Presented by Stardust


The current trajectory of game monetization is leading directly to digital asset ownership. And that’s because the central tenet of monetization has always been accessibility, says Canaan Linder, founder and CEO of Stardust.

Decades ago, games jumped from console to digital downloads and mobile gaming started to explode. Mobile opened up a huge new audience for developers to tap into, and soon the industry shifted from paid games to the freemium model, lowering the barrier to entry even further. And now there’s another enormous paradigm shift with the advent of blockchain and a new, open gaming economy.

“Game developers will be able to maximize game revenue and build new engaging experiences, while the model incentivizes players to spend more time in-game,” Linder explains.

When the items for one game only exist in that game, every game becomes its own siloed experience. The speculation that characterized early play-to-earn blockchain games is now trending downward with the economy, and developers are building with just utility-based NFTs in mind, rather than those fungible tokens. Early NFT projects demonstrate that players will embrace the kind of interoperability that lets them carry their accomplishments or items with them as they move through a gaming ecosystem.

These portable assets also signal that publishers need to be prepared for a big evolutionary leap in how they develop games, consider their intellectual property and compete in the market.

A major benefit of blockchain will impact the entire gaming ecosystem: the ability for ecosystems to interoperate, especially between publishers. According to Linder, this means that industry profits will grow exponentially. Instead of studios all fighting for a piece of the billion-dollar game industry pie, they can work together to make a trillion-dollar pie, divided among them.

And in this interconnected game economy, player retention strategies are turned on their head. In a solo game, a player will lose interest and bounce. In an interoperable ecosystem where the items they’ve gained and the accomplishments they’ve made stick with them as they move among games, players are far more likely to be happily loyal, happily engaged and stick around in the same playground for much longer. 

“It becomes one economy in which developers are just making great games for players,” Linder says. “Long term, I think that’s going to have major implications around advertising, retention, even affecting Facebook and IDFA.”

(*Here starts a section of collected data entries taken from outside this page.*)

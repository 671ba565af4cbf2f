/*
[INPUT]:  HTTP configuration (base URL, timeouts) and bearer tokens
[OUTPUT]: Configured reqwest clients ready for API calls
[POS]:    HTTP layer - client factory and request plumbing
[UPDATE]: When adding connection options or changing request headers
*/

use std::fmt;
use std::time::Duration;

use reqwest::header::{ACCEPT, CONTENT_TYPE};
use reqwest::{Client, Method, RequestBuilder, Response, Url};
use serde::de::DeserializeOwned;
use tracing::{debug, warn};

use crate::http::{Result, WfeError};

/// Default base URL of the workflow engine REST API
pub const DEFAULT_BASE_URL: &str = "https://wf.processtech.ru/restapi/";

const JSON_MIME: &str = "application/json";

/// HTTP client configuration
#[derive(Debug, Clone)]
pub struct ClientConfig {
    pub timeout: Duration,
    pub connect_timeout: Duration,
}

impl Default for ClientConfig {
    fn default() -> Self {
        Self {
            timeout: Duration::from_secs(30),
            connect_timeout: Duration::from_secs(10),
        }
    }
}

/// Unauthenticated client and factory for token-bound clients.
///
/// Cloning is cheap: the connection pool is shared.
#[derive(Debug, Clone)]
pub struct WfeClient {
    http_client: Client,
    base_url: Url,
}

impl WfeClient {
    /// Create a new client with default configuration
    pub fn new() -> Result<Self> {
        Self::with_config(ClientConfig::default())
    }

    /// Create a new client with custom configuration
    pub fn with_config(config: ClientConfig) -> Result<Self> {
        Self::with_config_and_base_url(config, DEFAULT_BASE_URL)
    }

    /// Create a new client with custom configuration and base URL
    pub fn with_config_and_base_url(config: ClientConfig, base_url: &str) -> Result<Self> {
        let http_client = Client::builder()
            .timeout(config.timeout)
            .connect_timeout(config.connect_timeout)
            .build()
            .map_err(|e| WfeError::Config(format!("failed to build HTTP client: {e}")))?;

        Ok(Self {
            http_client,
            base_url: normalize_base_url(base_url)?,
        })
    }

    /// Base URL all endpoints are resolved against
    pub fn base_url(&self) -> &Url {
        &self.base_url
    }

    /// Bind a bearer token. Never fails; errors surface when requests are sent.
    pub fn authenticated(&self, token: impl Into<String>) -> AuthenticatedClient {
        AuthenticatedClient {
            http_client: self.http_client.clone(),
            base_url: self.base_url.clone(),
            token: token.into(),
        }
    }

    /// Build request builder for endpoints that need no token
    pub(crate) fn request(&self, method: Method, endpoint: &str) -> Result<RequestBuilder> {
        let url = join_endpoint(&self.base_url, endpoint)?;
        debug!(%method, endpoint, "building request");
        Ok(self
            .http_client
            .request(method, url)
            .header(CONTENT_TYPE, JSON_MIME))
    }
}

/// Request client bound to a bearer token
#[derive(Clone)]
pub struct AuthenticatedClient {
    http_client: Client,
    base_url: Url,
    token: String,
}

impl fmt::Debug for AuthenticatedClient {
    fn fmt(&self, f: &mut fmt::Formatter<'_>) -> fmt::Result {
        f.debug_struct("AuthenticatedClient")
            .field("base_url", &self.base_url.as_str())
            .field("token", &"<redacted>")
            .finish()
    }
}

impl AuthenticatedClient {
    /// Base URL all endpoints are resolved against
    pub fn base_url(&self) -> &Url {
        &self.base_url
    }

    /// Build request builder carrying the bearer token and JSON headers
    pub(crate) fn request(&self, method: Method, endpoint: &str) -> Result<RequestBuilder> {
        let url = join_endpoint(&self.base_url, endpoint)?;
        debug!(%method, endpoint, "building authenticated request");
        Ok(self
            .http_client
            .request(method, url)
            .bearer_auth(&self.token)
            .header(CONTENT_TYPE, JSON_MIME)
            .header(ACCEPT, JSON_MIME))
    }

    /// Send a request and decode a JSON body
    pub(crate) async fn send_json<T: DeserializeOwned>(&self, builder: RequestBuilder) -> Result<T> {
        let response = send_checked(builder).await?;
        let bytes = response.bytes().await?;
        serde_json::from_slice(&bytes).map_err(WfeError::from)
    }

    /// Send a listing request; 404, an empty body and `null` all mean "nothing"
    pub(crate) async fn send_list<T: DeserializeOwned>(
        &self,
        builder: RequestBuilder,
    ) -> Result<Vec<T>> {
        self.send_optional::<Vec<T>>(builder)
            .await
            .map(Option::unwrap_or_default)
    }

    /// Like `send_json`, with 404, an empty body and `null` decoding to `None`
    pub(crate) async fn send_optional<T: DeserializeOwned>(
        &self,
        builder: RequestBuilder,
    ) -> Result<Option<T>> {
        let response = match send_checked(builder).await {
            Ok(response) => response,
            Err(err) if err.status() == Some(404) => {
                debug!("listing not found, treating as empty");
                return Ok(None);
            }
            Err(err) => return Err(err),
        };
        let bytes = response.bytes().await?;
        if bytes.iter().all(u8::is_ascii_whitespace) {
            return Ok(None);
        }
        serde_json::from_slice::<Option<T>>(&bytes).map_err(WfeError::from)
    }

    /// Send a request whose response body is irrelevant
    pub(crate) async fn send_empty(&self, builder: RequestBuilder) -> Result<()> {
        send_checked(builder).await.map(|_| ())
    }
}

/// Send a request, mapping non-2xx responses to `RequestFailure`
pub(crate) async fn send_checked(builder: RequestBuilder) -> Result<Response> {
    let response = builder.send().await.map_err(|e| {
        warn!(error = %e, "request transport failure");
        WfeError::from(e)
    })?;

    let status = response.status();
    if status.is_success() {
        return Ok(response);
    }

    let url = response.url().path().to_string();
    let body = response.text().await.unwrap_or_default();
    warn!(status = status.as_u16(), path = %url, "request rejected by server");
    Err(WfeError::request_failure(status, body))
}

fn normalize_base_url(base_url: &str) -> Result<Url> {
    let trimmed = base_url.trim();
    if trimmed.is_empty() {
        return Err(WfeError::Config("base URL must not be empty".to_string()));
    }
    let with_slash = if trimmed.ends_with('/') {
        trimmed.to_string()
    } else {
        format!("{trimmed}/")
    };
    Ok(Url::parse(&with_slash)?)
}

/// Resolve an endpoint relative to the base so deployment prefixes survive
fn join_endpoint(base: &Url, endpoint: &str) -> Result<Url> {
    Ok(base.join(endpoint.trim_start_matches('/'))?)
}
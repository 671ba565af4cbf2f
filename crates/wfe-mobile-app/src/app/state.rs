/*
[INPUT]:  Fetched processes, tasks, task variables and user actions
[OUTPUT]: Plain view state consumed by renderers
[POS]:    Orchestration layer - client-side view-state model
[UPDATE]: When the screens need new derived state
*/

use std::collections::BTreeSet;

use wfe_mobile_adapter::{Executor, ProcessInstance, Task, TaskVariable, TaskVariables};

use crate::config::TrackedProcessConfig;
use crate::statistics::Statistics;

/// Which list the main screen shows
#[derive(Debug, Clone, Copy, PartialEq, Eq, Default)]
pub enum Tab {
    #[default]
    Active,
    Ended,
    MyTasks,
}

/// Placeholder for a configured process id plus whatever has been fetched for it
#[derive(Debug, Clone, PartialEq)]
pub struct TrackedProcess {
    pub id: i64,
    pub label: Option<String>,
    pub data: Option<ProcessInstance>,
    pub tasks: Vec<Task>,
    /// Set once the task sublist has been fetched; collapsing keeps it
    pub tasks_loaded: bool,
    pub expanded: bool,
    pub loading_tasks: bool,
    pub starting: bool,
}

impl TrackedProcess {
    pub fn placeholder(config: &TrackedProcessConfig) -> Self {
        Self {
            id: config.id,
            label: config.label.clone(),
            data: None,
            tasks: Vec::new(),
            tasks_loaded: false,
            expanded: false,
            loading_tasks: false,
            starting: false,
        }
    }

    /// Client-side status filter behind the active/ended tabs
    pub fn matches_tab(&self, tab: Tab) -> bool {
        match (tab, &self.data) {
            (Tab::Active, Some(data)) => data.is_active(),
            (Tab::Ended, Some(data)) => data.is_ended(),
            _ => false,
        }
    }
}

#[derive(Debug, Clone, Default, PartialEq, Eq)]
pub struct LoadingFlags {
    pub login: bool,
    pub processes: bool,
    pub my_tasks: bool,
    pub task_form: bool,
    pub statistics: bool,
    pub profile: bool,
    /// Tasks whose completion or delegation is awaiting the server
    pub submitting_tasks: BTreeSet<i64>,
}

#[derive(Debug, Clone, Copy, PartialEq, Eq)]
pub enum NoticeKind {
    Info,
    Error,
}

/// Message the presentation layer shows to the user
#[derive(Debug, Clone, PartialEq, Eq)]
pub struct Notice {
    pub kind: NoticeKind,
    pub message: String,
}

impl Notice {
    pub fn info(message: impl Into<String>) -> Self {
        Self {
            kind: NoticeKind::Info,
            message: message.into(),
        }
    }

    pub fn error(message: impl Into<String>) -> Self {
        Self {
            kind: NoticeKind::Error,
            message: message.into(),
        }
    }

    pub fn is_error(&self) -> bool {
        self.kind == NoticeKind::Error
    }
}

#[derive(Debug, Clone, PartialEq, Eq)]
pub struct FormField {
    pub name: String,
    pub value: String,
}

/// Completion form built from the variables the server lists for a task
#[derive(Debug, Clone, PartialEq, Eq)]
pub struct TaskForm {
    pub task_id: i64,
    /// Owning tracked process; `None` when opened from "my tasks"
    pub process_id: Option<i64>,
    pub fields: Vec<FormField>,
}

impl TaskForm {
    pub fn new(task_id: i64, process_id: Option<i64>, variables: &[TaskVariable]) -> Self {
        Self {
            task_id,
            process_id,
            fields: variables
                .iter()
                .map(|v| FormField {
                    name: v.name.clone(),
                    value: String::new(),
                })
                .collect(),
        }
    }

    /// Returns false for a name the form does not have
    pub fn set(&mut self, name: &str, value: impl Into<String>) -> bool {
        match self.fields.iter_mut().find(|f| f.name == name) {
            Some(field) => {
                field.value = value.into();
                true
            }
            None => false,
        }
    }

    pub fn values(&self) -> TaskVariables {
        self.fields
            .iter()
            .map(|f| (f.name.clone(), f.value.clone()))
            .collect()
    }
}

/// Everything the screens render
#[derive(Debug, Clone, Default, PartialEq)]
pub struct ViewState {
    pub display_name: Option<String>,
    pub active_tab: Tab,
    pub processes: Vec<TrackedProcess>,
    pub my_tasks: Vec<Task>,
    pub my_tasks_loaded: bool,
    pub loading: LoadingFlags,
    pub notice: Option<Notice>,
    pub task_form: Option<TaskForm>,
    pub statistics: Option<Statistics>,
    pub profile: Option<Executor>,
    /// Bumped on login/logout so late responses from an old session are dropped
    pub(crate) session_epoch: u64,
}

impl ViewState {
    /// Fresh state for a new session, one placeholder per tracked id
    pub fn for_session(
        display_name: String,
        tracked: &[TrackedProcessConfig],
        session_epoch: u64,
    ) -> Self {
        Self {
            display_name: Some(display_name),
            processes: tracked.iter().map(TrackedProcess::placeholder).collect(),
            session_epoch,
            ..Self::default()
        }
    }

    pub fn is_logged_in(&self) -> bool {
        self.display_name.is_some()
    }

    pub fn process(&self, id: i64) -> Option<&TrackedProcess> {
        self.processes.iter().find(|p| p.id == id)
    }

    pub fn process_mut(&mut self, id: i64) -> Option<&mut TrackedProcess> {
        self.processes.iter_mut().find(|p| p.id == id)
    }

    /// Tracked processes passing the current tab's filter
    pub fn filtered_processes(&self) -> impl Iterator<Item = &TrackedProcess> {
        let tab = self.active_tab;
        self.processes.iter().filter(move |p| p.matches_tab(tab))
    }
}
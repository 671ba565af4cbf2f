/*
[INPUT]:  API schema definitions and serde requirements
[OUTPUT]: Typed Rust request structs with serialization support
[POS]:    Data layer - type definitions for API communication
[UPDATE]: When API schema changes or new types added
*/

use std::collections::BTreeMap;

use serde::{Deserialize, Serialize};

/// Variable name to string value, as gathered from a task form
pub type TaskVariables = BTreeMap<String, String>;

#[derive(Debug, Clone, PartialEq, Serialize, Deserialize)]
pub struct LoginRequest {
    pub login: String,
    pub password: String,
}

#[derive(Debug, Clone, Copy, PartialEq, Eq, Serialize, Deserialize)]
pub struct MyTasksRequest {
    pub page: u32,
    pub size: u32,
}

#[derive(Debug, Clone, Default, PartialEq, Serialize, Deserialize)]
pub struct CompleteTaskRequest {
    #[serde(skip_serializing_if = "Option::is_none")]
    pub parameters: Option<TaskVariables>,
}
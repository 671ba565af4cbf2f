/*
[INPUT]:  Test configuration and mock server requirements
[OUTPUT]: Shared test utilities, fixtures, and mock helpers
[POS]:    Test infrastructure - shared across all test modules
[UPDATE]: When adding new test patterns or fixtures
*/

//! Common test utilities for wfe-mobile-adapter tests

use wfe_mobile_adapter::{ClientConfig, WfeClient};
use wiremock::MockServer;

/// Setup a mock HTTP server for testing
pub async fn setup_mock_server() -> MockServer {
    MockServer::start().await
}

/// Client pointed at the mock server
pub fn client_for(server: &MockServer) -> WfeClient {
    WfeClient::with_config_and_base_url(ClientConfig::default(), &server.uri())
        .expect("client init")
}

/// Mock bearer token for testing
#[allow(dead_code)]
pub fn mock_token() -> String {
    "eyJhbGciOiJIUzI1NiIsInR5cCI6IkpXVCJ9.test.signature".to_string()
}

/// Base URL of a port nothing listens on
#[allow(dead_code)]
pub fn unreachable_base_url() -> String {
    let listener = std::net::TcpListener::bind("127.0.0.1:0").expect("bind ephemeral port");
    let port = listener.local_addr().expect("local addr").port();
    drop(listener);
    format!("http://127.0.0.1:{port}/")
}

The biggest hurdle is we’re really starting from scratch, he says. Since no leading effort has taken off yet, there’s no predicting which models are going to be the most interesting going forward for the next half decade. There will always be the innovators like Pokémon

Go that introduce a new, never-before-seen model, but taking the leap is still a challenge.

“There’s a lot of opportunity, but also a lot of cost in being first,” Linder adds. “Some of the hesitancy is, I’d rather be second with the most money rather than being first and creating this model for everyone to copy.”

So right now, publishers are hedging their bets, he explains. They understand the wave is coming, and are dedicating some percentage of their focus to the blockchain gaming space. But most are just waiting for the shoe to drop — for the first few big games to launch and prove that this is a viable market. And from there, the rush to embrace blockchain-enabled monetization will be even bigger than the switch to the freemium model, Linder predicts.

Transforming relationships in the gaming ecosystem

What’s unique at this next turning point for the gaming industry is how profoundly the relationship between player and developer has changed. Game developers now have a direct connection with their players, from Discord and Reddit to YouTube and Twitch. Players actually provide live feedback on what they like and dislike about games, and don’t hold back on what they want to see in upcoming updates. This creates something like an implicit contractual agreement between players and publishers — that player voices will be heard and taken to heart. And that’s how the move to true digital asset ownership will take hold.

“In my opinion, the vast majority of players are never going to say, ‘I want to truly own my items.’ But instead, they’re going to start saying, ‘I want my items to be interoperable in all of these games,’” Linder says. “Developers are going to react to that market feedback, and use blockchain to effectively bring some of the economics that have been in games forever into the light.”

For instance, games like Runescape and World of Warcraft have always had a hard-core, real-world trading scene. Players have always bought everything from rare items to whole optimized characters and accounts.

“Blockchain just synonymizes that with an actual revenue stream for developers, instead of pushing it into the dark,” Linder says. “Now both developers and players can benefit.”

Blockchain does introduce some barriers to entry; players need to understand the technology, and figure out how to manage a self-custodial wallet.

But those barriers can be lowered dramatically with tools like the Stardust Vault, which gives players non-intrusive entry into the ecosystem of true digital asset ownership and assets between games, while not putting them through the complexity of setting up their own wallets or impacting the player experience. To players, it will look and feel like they’re logging on and playing a game the way they always have.

Under the hood, the Stardust API is securely facilitating all the blockchain interaction passed to it by the developer, so that the player can easily move and manage digital assets across geographies.

To say Linder is optimistic about the future of the industry at this juncture is an understatement. “This new asset ownership model will bring in three billion gamers and more to this new vertical of gaming,” he says. “It will by far outstrip the other models, because of the network effects surrounding them. It increases the velocity of game creation, since player demand for a growing game world will rise, audiences will increase, and the innovation curve in the sector will develop much faster.”